Oscillation, which I reviewed in a recent article (Self-Oscillation, October 28, 2011), is one of the most important physical phenomena. Everywhere you look, things are swinging, fluttering or pulsing. Oscillators that are close in frequency can synchronize with each other if they are proximally placed to exert an influence on each other. One example of a coupled oscillator in the microscopic realm is the laser, in which the emissions of the atoms are synchronized.

Christiaan Huygens was the first to observe this effect for pendulums (or, pendula, if you prefer), which are mechanical oscillators. Huygens interest in pendulums is understandable, since he was the inventor of the pendulum clock. This effect, which he called odd sympathy was described in a letter to R. Moray of the Royal Society of London.
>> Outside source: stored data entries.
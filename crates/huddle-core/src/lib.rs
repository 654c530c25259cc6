//! Huddle core.
//!
//! Runtime-agnostic building blocks shared by the session client and its
//! drivers:
//!
//! - [`env::Environment`]: time and randomness behind a trait so protocol
//!   logic runs under a virtual clock in tests
//! - [`LinkState`]: observable state of a room's real-time link
//! - [`ReconnectController`]: exponential-backoff retry state machine
//!
//! Nothing here performs I/O. State machines take the current time as a
//! parameter and return actions for the caller to execute.

#![forbid(unsafe_code)]
#![deny(missing_docs)]

pub mod env;
mod error;
mod link;
mod reconnect;

pub use error::LinkError;
pub use link::LinkState;
pub use reconnect::{
    DEFAULT_BASE_DELAY, DEFAULT_MAX_ATTEMPTS, DEFAULT_MAX_DELAY, DEFAULT_MAX_JITTER,
    ReconnectAction, ReconnectConfig, ReconnectController,
};
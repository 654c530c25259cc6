//! Application side-effects and intents.
//!
//! This module defines the [`AppAction`] enum, which represents instructions
//! produced by the [`crate::App`] state machine for the runtime to execute.

use huddle_proto::{MessageId, RoomId};

/// Actions produced by the App state machine.
#[derive(Debug, Clone, PartialEq, Eq)]
pub enum AppAction {
    /// Render the UI.
    Render,

    /// Quit the application.
    Quit,

    /// Switch to a room.
    OpenRoom {
        /// Room to open.
        room_id: RoomId,
    },

    /// Leave the active room and drop its link.
    CloseRoom,

    /// Compose line changed.
    DraftChanged {
        /// Current text.
        text: String,
    },

    /// Send the compose line.
    Send {
        /// Text to send.
        text: String,
    },

    /// Reply to a message with the next send.
    StartReply {
        /// Message being replied to.
        msg_id: MessageId,
    },

    /// Drop the reply in progress.
    CancelReply,

    /// Address a bot by name, or clear the choice.
    SelectBot {
        /// Bot display name.
        name: Option<String>,
    },

    /// Load the page before the oldest loaded message.
    LoadOlder,

    /// Reconnect now.
    RetryNow,
}
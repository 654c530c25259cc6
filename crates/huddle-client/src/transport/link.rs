//! WebSocket/STOMP link for one room.
//!
//! [`StompLink::spawn`] starts a tokio task that connects, performs the STOMP
//! handshake, subscribes to the room topic and then pumps frames both ways.
//! The task never retries: a failed or lost link reports [`LinkEvent::Down`]
//! once and stops, and the session decides whether to dial again.

use std::sync::{
    Arc,
    atomic::{AtomicU8, Ordering},
};

use futures_util::{SinkExt, StreamExt};
use huddle_core::LinkState;
use huddle_proto::{
    Message, OutboundFrame, RoomId, StompCommand, StompFrame,
    stomp::{is_heartbeat, room_send_destination, room_topic},
};
use tokio::sync::{mpsc, watch};
use tokio_tungstenite::tungstenite::Message as WsMessage;
use tracing::{debug, info, warn};

use super::TransportError;
use crate::LinkHandle;

type WsStream =
    tokio_tungstenite::WebSocketStream<tokio_tungstenite::MaybeTlsStream<tokio::net::TcpStream>>;

/// Where and how to connect.
#[derive(Debug, Clone, PartialEq, Eq)]
pub struct LinkConfig {
    /// WebSocket endpoint, e.g. `ws://localhost:8080/ws`.
    pub ws_url: String,
    /// STOMP virtual host.
    pub host: String,
    /// Bearer token sent with `CONNECT`.
    pub token: Option<String>,
}

impl LinkConfig {
    /// Config for an endpoint, using its host name as the virtual host.
    pub fn new(ws_url: impl Into<String>) -> Self {
        let ws_url = ws_url.into();
        let host = ws_url
            .split("://")
            .nth(1)
            .and_then(|rest| rest.split(['/', ':']).next())
            .unwrap_or("localhost")
            .to_string();
        Self { ws_url, host, token: None }
    }

    /// `host:port` of the endpoint, defaulting the port by scheme.
    pub fn authority(&self) -> String {
        let rest = self.ws_url.split("://").nth(1).unwrap_or(&self.ws_url);
        let authority = rest.split('/').next().unwrap_or(rest);
        if authority.contains(':') {
            return authority.to_string();
        }
        let port = if self.ws_url.starts_with("wss://") { 443 } else { 80 };
        format!("{authority}:{port}")
    }

    /// Attach a bearer token.
    #[must_use]
    pub fn with_token(mut self, token: impl Into<String>) -> Self {
        self.token = Some(token.into());
        self
    }
}

/// Notifications from a link task.
#[derive(Debug, Clone, PartialEq, Eq)]
pub enum LinkEvent {
    /// Handshake done and subscribed.
    Up {
        /// Room the link serves.
        room_id: RoomId,
    },
    /// Connect failed or an established link was lost. Not sent after
    /// [`LinkHandle::close`].
    Down {
        /// Room the link serves.
        room_id: RoomId,
        /// Failure description.
        reason: String,
    },
    /// Chat message pushed on the room topic.
    Message {
        /// Room the link serves.
        room_id: RoomId,
        /// Decoded message.
        message: Message,
    },
}

/// Handle to a running link task.
pub struct StompLink {
    room_id: RoomId,
    state: Arc<AtomicU8>,
    outgoing: mpsc::UnboundedSender<String>,
    shutdown: watch::Sender<bool>,
}

impl StompLink {
    /// Start connecting. Must be called from within a tokio runtime.
    ///
    /// Returns immediately in the `Connecting` state.
    pub fn spawn(
        config: LinkConfig,
        room_id: RoomId,
        events: mpsc::UnboundedSender<LinkEvent>,
    ) -> Self {
        let state = Arc::new(AtomicU8::new(LinkState::Connecting.to_u8()));
        let (outgoing, outgoing_rx) = mpsc::unbounded_channel();
        let (shutdown, shutdown_rx) = watch::channel(false);

        let task = Task {
            config,
            room_id,
            state: Arc::clone(&state),
            outgoing: outgoing_rx,
            shutdown: shutdown_rx,
            events,
        };
        tokio::spawn(task.run());

        Self { room_id, state, outgoing, shutdown }
    }

    /// Publish a chat message to the room.
    ///
    /// Frames queued before the handshake completes are sent once it does.
    pub fn transmit(&self, frame: &OutboundFrame) -> Result<(), TransportError> {
        let json = frame.to_json()?;
        let text = StompFrame::send_json(&room_send_destination(self.room_id), json).encode();
        self.outgoing.send(text).map_err(|_| TransportError::Closed)
    }
}

impl LinkHandle for StompLink {
    fn room_id(&self) -> RoomId {
        self.room_id
    }

    fn state(&self) -> LinkState {
        LinkState::from_u8(self.state.load(Ordering::Acquire))
    }

    fn close(&self) {
        self.state.store(LinkState::Disconnected.to_u8(), Ordering::Release);
        // The task may already have exited
        let _ = self.shutdown.send(true);
    }
}

struct Task {
    config: LinkConfig,
    room_id: RoomId,
    state: Arc<AtomicU8>,
    outgoing: mpsc::UnboundedReceiver<String>,
    shutdown: watch::Receiver<bool>,
    events: mpsc::UnboundedSender<LinkEvent>,
}

impl Task {
    async fn run(mut self) {
        let room_id = self.room_id;
        let outcome = self.drive().await;
        self.state.store(LinkState::Disconnected.to_u8(), Ordering::Release);

        match outcome {
            Ok(()) => debug!(room_id, "link closed"),
            Err(err) if *self.shutdown.borrow() => debug!(room_id, %err, "link closed with error"),
            Err(err) => {
                warn!(room_id, %err, "link down");
                let _ = self.events.send(LinkEvent::Down { room_id, reason: err.to_string() });
            },
        }
    }

    /// Returns `Ok` only when shut down from this side.
    async fn drive(&mut self) -> Result<(), TransportError> {
        let connect = tokio::select! {
            result = tokio_tungstenite::connect_async(self.config.ws_url.as_str()) => result,
            _ = self.shutdown.changed() => return Ok(()),
        };
        let (mut ws, _) = connect.map_err(|e| TransportError::Connection(e.to_string()))?;

        let connect_frame = StompFrame::connect(&self.config.host, self.config.token.as_deref());
        send(&mut ws, &connect_frame).await?;

        loop {
            let frame = tokio::select! {
                frame = next_frame(&mut ws) => frame?,
                _ = self.shutdown.changed() => {
                    let _ = ws.close(None).await;
                    return Ok(());
                },
            };
            match frame.command {
                StompCommand::Connected => break,
                StompCommand::Error => return Err(rejected(&frame)),
                other => debug!(command = other.as_str(), "ignoring frame before CONNECTED"),
            }
        }

        let subscription = format!("sub-{}", self.room_id);
        send(&mut ws, &StompFrame::subscribe(&subscription, &room_topic(self.room_id))).await?;

        self.state.store(LinkState::Connected.to_u8(), Ordering::Release);
        info!(room_id = self.room_id, "link up");
        let _ = self.events.send(LinkEvent::Up { room_id: self.room_id });

        loop {
            tokio::select! {
                frame = next_frame(&mut ws) => self.on_frame(frame?)?,
                text = self.outgoing.recv() => {
                    let Some(text) = text else {
                        let _ = ws.close(None).await;
                        return Ok(());
                    };
                    ws.send(WsMessage::Text(text))
                        .await
                        .map_err(|e| TransportError::Connection(e.to_string()))?;
                },
                _ = self.shutdown.changed() => {
                    let _ = send(&mut ws, &StompFrame::unsubscribe(&subscription)).await;
                    let _ = send(&mut ws, &StompFrame::disconnect("bye")).await;
                    let _ = ws.close(None).await;
                    return Ok(());
                },
            }
        }
    }

    fn on_frame(&self, frame: StompFrame) -> Result<(), TransportError> {
        match frame.command {
            StompCommand::Message => match Message::from_json(&frame.body) {
                Ok(message) => {
                    let _ = self.events.send(LinkEvent::Message { room_id: self.room_id, message });
                },
                Err(err) => warn!(room_id = self.room_id, %err, "dropping malformed message"),
            },
            StompCommand::Error => return Err(rejected(&frame)),
            other => debug!(command = other.as_str(), "ignoring frame"),
        }
        Ok(())
    }
}

async fn send(ws: &mut WsStream, frame: &StompFrame) -> Result<(), TransportError> {
    ws.send(WsMessage::Text(frame.encode()))
        .await
        .map_err(|e| TransportError::Connection(e.to_string()))
}

/// Next well-formed STOMP frame. Heart-beats and garbage are skipped.
async fn next_frame(ws: &mut WsStream) -> Result<StompFrame, TransportError> {
    loop {
        let message = ws
            .next()
            .await
            .ok_or(TransportError::Closed)?
            .map_err(|e| TransportError::Connection(e.to_string()))?;

        let text = match message {
            WsMessage::Text(text) => text,
            WsMessage::Close(_) => return Err(TransportError::Closed),
            _ => continue,
        };
        if is_heartbeat(&text) {
            continue;
        }

        match StompFrame::decode(&text) {
            Ok(frame) => return Ok(frame),
            Err(err) => warn!(%err, "dropping malformed frame"),
        }
    }
}

fn rejected(frame: &StompFrame) -> TransportError {
    let reason = frame.header("message").unwrap_or(frame.body.as_str());
    TransportError::Connection(format!("broker error: {reason}"))
}

#[cfg(test)]
mod tests {
    use super::*;

    #[test]
    fn host_comes_from_url() {
        assert_eq!(LinkConfig::new("ws://chat.example.com:8080/ws").host, "chat.example.com");
        assert_eq!(LinkConfig::new("wss://chat.example.com/ws").host, "chat.example.com");
        assert_eq!(LinkConfig::new("nonsense").host, "localhost");
    }

    #[test]
    fn authority_defaults_port() {
        let authority = |url: &str| LinkConfig::new(url).authority();
        assert_eq!(authority("ws://chat.example.com:8080/ws"), "chat.example.com:8080");
        assert_eq!(authority("ws://chat.example.com/ws"), "chat.example.com:80");
        assert_eq!(authority("wss://chat.example.com"), "chat.example.com:443");
    }

    #[tokio::test]
    async fn close_before_connect_is_silent() {
        let (events, mut rx) = mpsc::unbounded_channel();
        // Port 9 is the discard port; nothing answers WebSocket there
        let link = StompLink::spawn(LinkConfig::new("ws://127.0.0.1:9/ws"), 4, events);
        link.close();

        assert_eq!(link.state(), LinkState::Disconnected);
        tokio::task::yield_now().await;
        assert!(rx.try_recv().is_err());
    }
}
//! Key presses the [`crate::App`] understands.
//!
//! Front ends translate whatever they read (raw terminal keys, whole stdin
//! lines, scripted test input) into [`KeyInput`] so the compose line and
//! slash commands behave identically everywhere.

/// One key press.
#[derive(Debug, Clone, Copy, PartialEq, Eq)]
pub enum KeyInput {
    /// Character inserted at the cursor.
    Char(char),
    /// Submit the compose line as a message or command.
    Enter,
    /// Remove the character left of the cursor.
    Backspace,
    /// Remove the character under the cursor.
    Delete,
    /// Leave the session.
    Esc,
    /// Cursor one character left.
    Left,
    /// Cursor one character right.
    Right,
    /// Scroll towards older messages.
    Up,
    /// Scroll towards newer messages.
    Down,
    /// Cursor to the start of the line.
    Home,
    /// Cursor to the end of the line.
    End,
}

impl KeyInput {
    /// Key presses typing `text` without submitting it.
    pub fn typed(text: &str) -> impl Iterator<Item = Self> + '_ {
        text.chars().map(Self::Char)
    }

    /// Key presses typing `line` and submitting it with Enter.
    pub fn line(line: &str) -> impl Iterator<Item = Self> + '_ {
        Self::typed(line).chain(std::iter::once(Self::Enter))
    }
}
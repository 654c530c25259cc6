//! Room members and bots.
//!
//! Profiles are cached per room and survive room switches. [`Roster::resolve`]
//! is the one place a message author becomes a display name and avatar.

use std::collections::HashMap;

use huddle_proto::{
    BotId, RoomId, SenderKind, SenderRef, UserId,
    api::{BotProfile, MemberProfile},
};

/// Display data for a participant.
#[derive(Debug, Clone, PartialEq, Eq)]
pub struct Profile {
    /// Name shown next to messages.
    pub display_name: String,
    /// Avatar URL.
    pub avatar: Option<String>,
}

/// A resolved message author.
#[derive(Debug, Clone, PartialEq, Eq)]
pub enum Sender {
    /// Human room member.
    User {
        /// User ID.
        id: UserId,
        /// Display data.
        profile: Profile,
    },
    /// Chatbot.
    Bot {
        /// Bot ID.
        id: BotId,
        /// Display data.
        profile: Profile,
    },
}

impl Sender {
    /// Name shown next to messages.
    pub fn display_name(&self) -> &str {
        &self.profile().display_name
    }

    /// Avatar URL.
    pub fn avatar(&self) -> Option<&str> {
        self.profile().avatar.as_deref()
    }

    /// True for chatbots.
    pub fn is_bot(&self) -> bool {
        matches!(self, Self::Bot { .. })
    }

    fn profile(&self) -> &Profile {
        match self {
            Self::User { profile, .. } | Self::Bot { profile, .. } => profile,
        }
    }
}

#[derive(Debug, Clone, Default)]
struct RoomRoster {
    members: HashMap<UserId, Profile>,
    /// Listing order is kept for mention matching
    bots: Vec<(BotId, Profile)>,
}

/// Room-scoped member and bot caches.
#[derive(Debug, Clone, Default)]
pub struct Roster {
    rooms: HashMap<RoomId, RoomRoster>,
}

impl Roster {
    /// Create an empty roster.
    pub fn new() -> Self {
        Self::default()
    }

    /// True if profiles for the room are cached.
    pub fn has_room(&self, room_id: RoomId) -> bool {
        self.rooms.contains_key(&room_id)
    }

    /// Replace the room's cached profiles.
    pub fn load(&mut self, room_id: RoomId, members: Vec<MemberProfile>, bots: Vec<BotProfile>) {
        let members = members
            .into_iter()
            .map(|m| (m.user_id, Profile { display_name: m.name, avatar: m.avatar }))
            .collect();
        let bots = bots
            .into_iter()
            .map(|b| (b.bot_id, Profile { display_name: b.name, avatar: b.avatar }))
            .collect();

        self.rooms.insert(room_id, RoomRoster { members, bots });
    }

    /// Drop every cached room (logout).
    pub fn clear(&mut self) {
        self.rooms.clear();
    }

    /// Resolve a message author to display data.
    ///
    /// Unknown authors get a placeholder name.
    pub fn resolve(&self, room_id: RoomId, sender: SenderRef) -> Sender {
        let room = self.rooms.get(&room_id);

        match sender.kind {
            SenderKind::Human => {
                let profile = room
                    .and_then(|r| r.members.get(&sender.id))
                    .cloned()
                    .unwrap_or_else(|| placeholder("User", sender.id));
                Sender::User { id: sender.id, profile }
            },
            SenderKind::Bot => {
                let profile = room
                    .and_then(|r| r.bots.iter().find(|(id, _)| *id == sender.id))
                    .map(|(_, p)| p.clone())
                    .unwrap_or_else(|| placeholder("Bot", sender.id));
                Sender::Bot { id: sender.id, profile }
            },
        }
    }

    /// Bots of the room as `(id, name)`, in listing order.
    pub fn bots(&self, room_id: RoomId) -> Vec<(BotId, &str)> {
        self.rooms
            .get(&room_id)
            .map(|r| r.bots.iter().map(|(id, p)| (*id, p.display_name.as_str())).collect())
            .unwrap_or_default()
    }

    /// Find a room bot by name, ignoring case.
    pub fn bot_by_name(&self, room_id: RoomId, name: &str) -> Option<BotId> {
        self.rooms.get(&room_id)?.bots.iter().find_map(|(id, profile)| {
            profile.display_name.eq_ignore_ascii_case(name.trim()).then_some(*id)
        })
    }
}

fn placeholder(kind: &str, id: u64) -> Profile {
    Profile { display_name: format!("{kind} {id}"), avatar: None }
}

#[cfg(test)]
mod tests {
    use super::*;

    fn roster() -> Roster {
        let mut roster = Roster::new();
        roster.load(
            3,
            vec![MemberProfile { user_id: 42, name: "Ada".into(), avatar: Some("a.png".into()) }],
            vec![BotProfile { bot_id: 8, name: "Tutor".into(), avatar: None }],
        );
        roster
    }

    #[test]
    fn resolves_known_members_and_bots() {
        let roster = roster();

        let user = roster.resolve(3, SenderRef::human(42));
        assert_eq!(user.display_name(), "Ada");
        assert_eq!(user.avatar(), Some("a.png"));
        assert!(!user.is_bot());

        let bot = roster.resolve(3, SenderRef::bot(8));
        assert_eq!(bot.display_name(), "Tutor");
        assert!(bot.is_bot());
    }

    #[test]
    fn unknown_senders_get_placeholders() {
        let roster = roster();
        assert_eq!(roster.resolve(3, SenderRef::human(1)).display_name(), "User 1");
        assert_eq!(roster.resolve(9, SenderRef::bot(8)).display_name(), "Bot 8");
    }

    #[test]
    fn bot_names_match_case_insensitively() {
        let roster = roster();
        assert_eq!(roster.bot_by_name(3, "tutor"), Some(8));
        assert_eq!(roster.bot_by_name(3, "tut"), None);
        assert_eq!(roster.bot_by_name(4, "tutor"), None);
    }

    #[test]
    fn user_and_bot_ids_do_not_collide() {
        let roster = roster();
        assert_eq!(roster.resolve(3, SenderRef::bot(42)).display_name(), "Bot 42");
    }
}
Portion of a February 27, 1665, letter of Christiaan Huygens to R. Moray.

Portion of the February 27, 1665, letter of Christiaan Huygens to R. Moray describing the odd sympathy of two proximate pendulums. The letter was read before the Royal Society. (Source: Page 247 of Ref. 1).


As the letter above states, Huygens noticed the effect while lying in bed because of an illness. He found that two pendulum clocks, mounted on the same structure, would eventually synchronize in a state in which their pendulums would swing in exactly opposite directions. Huygens chose to call it odd sympathy, since the pendulums synchronized 180° out of phase.

Careful scientist that he was, Huygens tested the hypothesis that air currents from each pendulum were influencing the swing of the other, and he found that this wasn't the case. He finally decided that the pendulums caused small mechanical movements of the base, and this was the driving force for synchronization.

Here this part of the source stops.